◆ Exercise directions
Copy each line below holding "BTreeMap".

___ Exercise data

#[cfg(test)]
mod tests {
    use super::*;

    fn st(label: &str) -> State {
        State::new(label)
    }

    fn sy(label: &str) -> Symbol {
        Symbol::new(label)
    }

    fn word(input: &str) -> Vec<Symbol> {
        input.chars().map(|c| Symbol::new(c.to_string())).collect()
    }

    // Accepts binary words whose value is congruent to 1, 2 or 3 mod 6.
    fn sample_automaton() -> Dfa {
        Dfa::new(
            [sy("0"), sy("1")].into(),
            ["q0", "q1", "q2", "q3", "q4", "q5"].map(st).into(),
            st("q0"),
            [
                ((st("q0"), sy("0")), st("q0")),
                ((st("q0"), sy("1")), st("q1")),
                ((st("q1"), sy("0")), st("q2")),
                ((st("q1"), sy("1")), st("q3")),
                ((st("q2"), sy("0")), st("q4")),
                ((st("q2"), sy("1")), st("q5")),
                ((st("q3"), sy("0")), st("q0")),
                ((st("q3"), sy("1")), st("q1")),
                ((st("q4"), sy("0")), st("q2")),
                ((st("q4"), sy("1")), st("q3")),
                ((st("q5"), sy("0")), st("q4")),
                ((st("q5"), sy("1")), st("q5")),
            ]
            .into(),
            [st("q1"), st("q2"), st("q3")].into(),
        )
        .unwrap()
    }

    fn one_transition(symbol: &str) -> Dfa {
        Dfa::create(
            st("q0"),
            [((st("q0"), sy(symbol)), st("q1"))].into(),
            [st("q1")].into(),
        )
        .unwrap()
    }

    #[test]
    fn test_create_infers_states_and_alphabet() {
        let automaton = one_transition("a");
        assert_eq!(BTreeSet::from([sy("a")]), automaton.alphabet);
        assert_eq!(BTreeSet::from([st("q0"), st("q1")]), automaton.states);
    }

    #[test]
    fn test_create_rejects_epsilon() {
        let result = Dfa::create(
            st("q0"),
            [((st("q0"), Symbol::epsilon()), st("q1"))].into(),
            [st("q1")].into(),
        );
        assert!(matches!(result, Err(AutomatonError::InvalidAutomaton(_))));
    }

    #[test]
    fn test_new_rejects_foreign_initial_state() {
        let result = Dfa::new(
            [sy("a")].into(),
            [st("q0")].into(),
            st("q9"),
            BTreeMap::new(),
            BTreeSet::new(),
        );
        assert!(matches!(result, Err(AutomatonError::InvalidAutomaton(_))));
    }

    #[test]
    fn test_new_rejects_unlisted_symbol() {
        let result = Dfa::new(
            [sy("a")].into(),
            [st("q0"), st("q1")].into(),
            st("q0"),
            [((st("q0"), sy("b")), st("q1"))].into(),
            BTreeSet::new(),
        );
        assert!(matches!(result, Err(AutomatonError::InvalidAutomaton(_))));
    }

    #[test]
    fn test_step() {
        let automaton = sample_automaton();
        assert_eq!(&st("q0"), automaton.step(&st("q0"), &sy("0")).unwrap());
    }

    #[test]
    fn test_step_reports_undefined_transition() {
        let automaton = one_transition("a");
        assert_eq!(
            Err(AutomatonError::UndefinedTransition {
                state: st("q1"),
                symbol: sy("a"),
            }),
            automaton.step(&st("q1"), &sy("a")).map(State::clone)
        );
    }

    #[test]
    fn test_accept() {
        let automaton = sample_automaton();
        assert!(!automaton.accept(&word("101")));
        assert!(automaton.accept(&word("111")));
    }

    #[test]
    fn test_accept_rejects_on_undefined_transition() {
        let automaton = one_transition("a");
        assert!(automaton.accept(&word("a")));
        assert!(!automaton.accept(&word("aa")));
        assert!(!automaton.accept(&word("")));
    }

    #[test]
    fn test_complete() {
        let complete = one_transition("a").complete();
        assert_eq!(
            BTreeSet::from([st("q0"), st("q1"), st("-")]),
            complete.states
        );
        assert_eq!(&st("-"), &complete.transitions[&(st("q1"), sy("a"))]);
        assert_eq!(&st("-"), &complete.transitions[&(st("-"), sy("a"))]);
    }

    #[test]
    fn test_complete_is_identity_on_total_automata() {
        let automaton = sample_automaton();
        assert_eq!(automaton, automaton.complete());
    }

    #[test]
    fn test_complement() {
        let complement = !&one_transition("a");
        assert_eq!(st("q0"), complement.initial_state);
        assert_eq!(
            BTreeMap::from([
                ((st("q0"), sy("a")), st("q1")),
                ((st("q1"), sy("a")), st("-")),
                ((st("-"), sy("a")), st("-")),
            ]),
            complement.transitions
        );
        assert_eq!(BTreeSet::from([st("q0"), st("-")]), complement.final_states);
    }

    #[test]
    fn test_concatenate() {
        let concatenation = &one_transition("a") + &one_transition("b");
        assert!(concatenation.accept(&word("ab")));
        assert!(!concatenation.accept(&word("aa")));
        assert!(!concatenation.accept(&word("bb")));
        assert!(!concatenation.accept(&word("")));

        let expected = Dfa::create(
            st("q0"),
            [
                ((st("q0"), sy("a")), st("q1")),
                ((st("q1"), sy("b")), st("q2")),
            ]
            .into(),
            [st("q2")].into(),
        )
        .unwrap();
        assert!(concatenation.equivalent(&expected));
    }

    #[test]
    fn test_union() {
        let union = &one_transition("a") | &one_transition("b");
        assert!(union.accept(&word("a")));
        assert!(union.accept(&word("b")));
        assert!(!union.accept(&word("aa")));
        assert!(!union.accept(&word("ab")));

        let expected = Dfa::create(
            st("q0"),
            [
                ((st("q0"), sy("a")), st("q1")),
                ((st("q0"), sy("b")), st("q1")),
            ]
            .into(),
            [st("q1")].into(),
        )
        .unwrap();
        assert!(union.equivalent(&expected));
    }

    #[test]
    fn test_difference() {
        // a* minus a = empty word or two-and-more a's
        let all = Dfa::create(
            st("q0"),
            [((st("q0"), sy("a")), st("q0"))].into(),
            [st("q0")].into(),
        )
        .unwrap();
        let single = one_transition("a");

        let difference = &all - &single;
        assert!(difference.accept(&word("")));
        assert!(difference.accept(&word("aa")));
        assert!(!difference.accept(&word("a")));

        let expected = Dfa::create(
            st("q0"),
            [
                ((st("q0"), sy("a")), st("q1")),
                ((st("q1"), sy("a")), st("q2")),
                ((st("q2"), sy("a")), st("q2")),
            ]
            .into(),
            [st("q0"), st("q2")].into(),
        )
        .unwrap();
        assert!(difference.equivalent(&expected));
    }

    #[test]
    fn test_intersection() {
        // (a|b)* with at least one a, intersected with single-symbol words
        let single = &one_transition("a") | &one_transition("b");
        let with_a = Dfa::create(
            st("q0"),
            [
                ((st("q0"), sy("a")), st("q1")),
                ((st("q0"), sy("b")), st("q0")),
                ((st("q1"), sy("a")), st("q1")),
                ((st("q1"), sy("b")), st("q1")),
            ]
            .into(),
            [st("q1")].into(),
        )
        .unwrap();

        let intersection = single.intersection(&with_a);
        assert!(intersection.accept(&word("a")));
        assert!(!intersection.accept(&word("b")));
        assert!(!intersection.accept(&word("ab")));
    }

    #[test]
    fn test_rename() {
        let automaton = Dfa::create(
            st("C"),
            [((st("C"), sy("a")), st("B")), ((st("C"), sy("b")), st("A"))].into(),
            [st("A")].into(),
        )
        .unwrap();

        let renamed = automaton.rename();
        assert_eq!(st("A"), renamed.initial_state);
        assert_eq!(
            BTreeMap::from([
                ((st("A"), sy("a")), st("B")),
                ((st("A"), sy("b")), st("C")),
            ]),
            renamed.transitions
        );
        assert_eq!(BTreeSet::from([st("C")]), renamed.final_states);
    }

    #[test]
    fn test_rename_is_idempotent() {
        let renamed = sample_automaton().rename();
        assert_eq!(renamed, renamed.rename());
    }

    #[test]
    fn test_remove_unreachable() {
        let automaton = Dfa::new(
            [sy("0"), sy("1")].into(),
            [st("q0"), st("q1"), st("q2")].into(),
            st("q0"),
            [
                ((st("q0"), sy("0")), st("q1")),
                ((st("q2"), sy("1")), st("q2")),
            ]
            .into(),
            [st("q1"), st("q2")].into(),
        )
        .unwrap();

        let cleaned = automaton.remove_unreachable();
        assert_eq!(BTreeSet::from([sy("0")]), cleaned.alphabet);
        assert_eq!(BTreeSet::from([st("q0"), st("q1")]), cleaned.states);
        assert_eq!(st("q0"), cleaned.initial_state);
        assert_eq!(
            BTreeMap::from([((st("q0"), sy("0")), st("q1"))]),
            cleaned.transitions
        );
        assert_eq!(BTreeSet::from([st("q1")]), cleaned.final_states);
    }

    #[test]
    fn test_remove_dead() {
        let automaton = Dfa::create(
            st("q0"),
            [
                ((st("q0"), sy("a")), st("q1")),
                ((st("q0"), sy("b")), st("q2")),
                ((st("q2"), sy("b")), st("q2")),
            ]
            .into(),
            [st("q1")].into(),
        )
        .unwrap();

        let cleaned = automaton.remove_dead();
        assert_eq!(BTreeSet::from([sy("a")]), cleaned.alphabet);
        assert_eq!(BTreeSet::from([st("q0"), st("q1")]), cleaned.states);
        assert_eq!(
            BTreeMap::from([((st("q0"), sy("a")), st("q1"))]),
            cleaned.transitions
        );
        assert_eq!(BTreeSet::from([st("q1")]), cleaned.final_states);
    }

    #[test]
    fn test_remove_dead_can_empty_the_alphabet() {
        let automaton = Dfa::create(
            st("q0"),
            [((st("q0"), sy("a")), st("q1"))].into(),
            BTreeSet::new(),
        )
        .unwrap();

        let cleaned = automaton.remove_dead();
        assert_eq!(BTreeSet::new(), cleaned.alphabet);
        assert_eq!(BTreeSet::from([st("q0")]), cleaned.states);
        assert!(cleaned.transitions.is_empty());
    }

    #[test]
    fn test_merge_nondistinguishable() {
        // Bloated six-state automaton for 0*10*, taken from the
        // minimization literature; it collapses to three states.
        let automaton = Dfa::create(
            st("q0"),
            [
                ((st("q0"), sy("0")), st("q1")),
                ((st("q0"), sy("1")), st("q2")),
                ((st("q1"), sy("0")), st("q0")),
                ((st("q1"), sy("1")), st("q3")),
                ((st("q2"), sy("0")), st("q4")),
                ((st("q2"), sy("1")), st("q5")),
                ((st("q3"), sy("0")), st("q4")),
                ((st("q3"), sy("1")), st("q5")),
                ((st("q4"), sy("0")), st("q4")),
                ((st("q4"), sy("1")), st("q5")),
                ((st("q5"), sy("0")), st("q5")),
                ((st("q5"), sy("1")), st("q5")),
            ]
            .into(),
            [st("q2"), st("q3"), st("q4")].into(),
        )
        .unwrap();

        let cleaned = automaton.merge_nondistinguishable();
        assert_eq!(
            BTreeSet::from([st("q0"), st("q1"), st("q2")]),
            cleaned.states
        );
        assert_eq!(1, cleaned.final_states.len());

        let initial = cleaned.initial_state.clone();
        let final_state = cleaned.final_states.iter().next().unwrap().clone();
        let other = cleaned
            .states
            .iter()
            .find(|s| **s != initial && **s != final_state)
            .unwrap()
            .clone();
        assert_eq!(
            BTreeMap::from([
                ((initial.clone(), sy("0")), initial.clone()),
                ((initial.clone(), sy("1")), final_state.clone()),
                ((final_state.clone(), sy("0")), final_state.clone()),
                ((final_state.clone(), sy("1")), other.clone()),
                ((other.clone(), sy("0")), other.clone()),
                ((other.clone(), sy("1")), other.clone()),
            ]),
            cleaned.transitions
        );
    }

    #[test]
    fn test_to_nfa() {
        let automaton = one_transition("a");
        let nfa = automaton.to_nfa();
        assert_eq!(automaton.initial_state, nfa.initial_state);
        assert_eq!(
            BTreeMap::from([((st("q0"), sy("a")), BTreeSet::from([st("q1")]))]),
            nfa.transitions
        );
        assert_eq!(automaton.final_states, nfa.final_states);
    }

    #[test]
    fn test_equivalent() {
        let automaton = sample_automaton();
        assert!(automaton.equivalent(&automaton.rename()));
        assert!(automaton.equivalent(&automaton.merge_nondistinguishable()));
        assert!(!automaton.equivalent(&one_transition("0")));
    }

    #[test]
    fn test_canonical_label_sequence() {
        assert_eq!(st("A"), canonical_label(0));
        assert_eq!(st("Z"), canonical_label(25));
        assert_eq!(st("AA"), canonical_label(26));
        assert_eq!(st("AZ"), canonical_label(51));
        assert_eq!(st("BA"), canonical_label(52));
    }
}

______

◆ Answer to this problem
            BTreeMap::new(),
            BTreeMap::from([
            BTreeMap::from([
            BTreeMap::from([((st("q0"), sy("0")), st("q1"))]),
            BTreeMap::from([((st("q0"), sy("a")), st("q1"))]),
            BTreeMap::from([
            BTreeMap::from([((st("q0"), sy("a")), BTreeSet::from([st("q1")]))]),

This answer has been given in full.